Now, marginLeft is no longer a style that is inherited. However, there is a hint that if you use FormatValue.INHERIT "somewhere" then you can make the style inheritable, such that I dont have to go through each and every node of my text flow and add set the style specifically.

Can you please tell me how/where I should do this?
Thanks,
This topic has been closed for replies.
Correct answer rdermer
TLF only pays attention to margins at the paragraph level. That's in the grey area of a bug/unimplemented feature. Consider using TextFlow.paddingLeft insead of marginLeft. That does get applied.

6 replies

Adobe Employee
February 24, 2009
Exactly. It should put a margin around the entire document - not around each paragraph in the document. However currently the margin property for TextFlow is not supported.
tpf70Author
Inspiring
February 24, 2009
I guess I just see margins as something that applies to an entire document as opposed to each individual element. When I create a word processing document, I create a margin for the document. When I want to indent a paragraph, then I would apply a specific setting to that paragraph, but if I dont do anything, I still get the outer margin of the document. Based on the way things are working, I dont set a margin on the entire page, I set padding.
Adobe Employee
February 24, 2009
TextFlow.marginLeft means a marign on the left side of the TextFlow. The margin settings on a div are the margins around the div. Neither is meant to be the margin around the individual paragraphs.

The goal isn't to require formatting but to make a margins model that works at all the appropriate levels. Having the margins inherit down to the paragraph would mean that a) you expect that TextFlow, div and paragraphs all have the same margins and b) expect them to be mutiply applied.

So there are two possible solutions:
1) paragraphMargin properties that do inherit by default. I suppose they'll combine with margin properties on the paragraph.
2) use CSS. Our importer doesn't support it but the model does.
tpf70Author
Inspiring
February 23, 2009
I would like to make a formal request that you reconsider this functional change.

It is not always possible to inject formatting into all of the paragraphs that are going to be composed in an application. Much of the content can come from external sources, and is simply injected into a text stream to import via the TextFilter.

If the requirement to modify the incoming text to simply use defaults exists, that makes the job of aggregating information much more difficult, time consuming and processor intense.
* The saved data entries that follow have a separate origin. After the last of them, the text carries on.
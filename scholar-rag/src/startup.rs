//! Startup checks run before a [`Retriever`](crate::Retriever) is built.
//!
//! Credential sanity and backend connectivity are verified here, once, so
//! that constructing and using the retriever has no network-related failure
//! modes of its own.

use std::time::Duration;

use tracing::{info, warn};

use crate::embedding::EmbeddingProvider;
use crate::error::{RagError, Result};

/// Keys shorter than this are treated as truncated or mistyped.
pub const MIN_API_KEY_LENGTH: usize = 20;

/// Fragments that only appear in template or example keys.
const PLACEHOLDER_MARKERS: &[&str] =
    &["your_actual", "your-real", "your_api_key", "your-api-key", "placeholder", "changeme"];

/// Text embedded by [`probe_embedder`].
const PROBE_TEXT: &str = "connectivity check";

/// Reject API keys that are obviously unusable.
///
/// No network call is made; a key that passes may still be refused by the
/// backend, which [`probe_embedder`] detects.
///
/// # Errors
///
/// Returns [`RagError::ConfigError`] if the key is empty, has surrounding
/// whitespace, contains placeholder text, or is shorter than
/// [`MIN_API_KEY_LENGTH`].
pub fn validate_api_key(key: &str) -> Result<()> {
    if key.is_empty() {
        return Err(RagError::ConfigError("API key is empty".to_string()));
    }
    if key.trim() != key {
        return Err(RagError::ConfigError("API key has surrounding whitespace".to_string()));
    }
    let lowered = key.to_ascii_lowercase();
    if let Some(marker) = PLACEHOLDER_MARKERS.iter().find(|m| lowered.contains(*m)) {
        return Err(RagError::ConfigError(format!("API key contains placeholder text '{marker}'")));
    }
    if key.len() < MIN_API_KEY_LENGTH {
        return Err(RagError::ConfigError(format!(
            "API key is too short ({} characters, expected at least {MIN_API_KEY_LENGTH})",
            key.len()
        )));
    }
    Ok(())
}

/// Embed a probe string and check the result against the provider's declared
/// dimensionality. Returns that dimensionality.
///
/// # Errors
///
/// Returns [`RagError::EmbeddingUnavailable`] if the call fails, times out,
/// or returns a vector of the wrong length.
pub async fn probe_embedder(provider: &dyn EmbeddingProvider, timeout: Duration) -> Result<usize> {
    let embedding = tokio::time::timeout(timeout, provider.embed(PROBE_TEXT))
        .await
        .map_err(|_| {
            RagError::embedding(provider.name(), format!("probe timed out after {timeout:?}"))
        })??;

    let expected = provider.dimensions();
    if embedding.len() != expected {
        warn!(provider = provider.name(), expected, actual = embedding.len(), "probe mismatch");
        return Err(RagError::embedding(
            provider.name(),
            format!("probe returned {} dimensions, provider declares {expected}", embedding.len()),
        ));
    }

    info!(provider = provider.name(), dimensions = expected, "embedding provider reachable");
    Ok(expected)
}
I would think that to inherit should be the default and to override would be the exception.

Can you please provide some insight as to why you are looking at it in the reverse priority?
Thanks,
Tim
Adobe Employee
February 23, 2009
The composer computes an effective padding combining the container's padding with the textFlow's padding. How the attributes propogate via inheritance is not the same as how they are actually applied.

Regarding your -- example that won't work. What you really want is for all the ParagraphElement's to have a marginLeft of "inherit". Then you'll get the same result. However, long term the actual margin will be a combination of the TextFlow's margin and the pargraph's margin.
rdermerCorrect answer
Adobe Employee
February 23, 2009
TLF only pays attention to margins at the paragraph level. That's in the grey area of a bug/unimplemented feature. Consider using TextFlow.paddingLeft insead of marginLeft. That does get applied.
tpf70Author
Inspiring
February 23, 2009
Thanks Rich.

2 Items:

1.) paddingLeft does seem to do the trick, although I am confused a bit. I thought paddingLeft was also not inherited, yet it does trickle all the way through my text flow????

2.) As an aside, I tried the code below just prior to seeing your reply, and unfortunately it didnt work(maybe because of the bug you indicate). Still, is this the right track for using the inherit???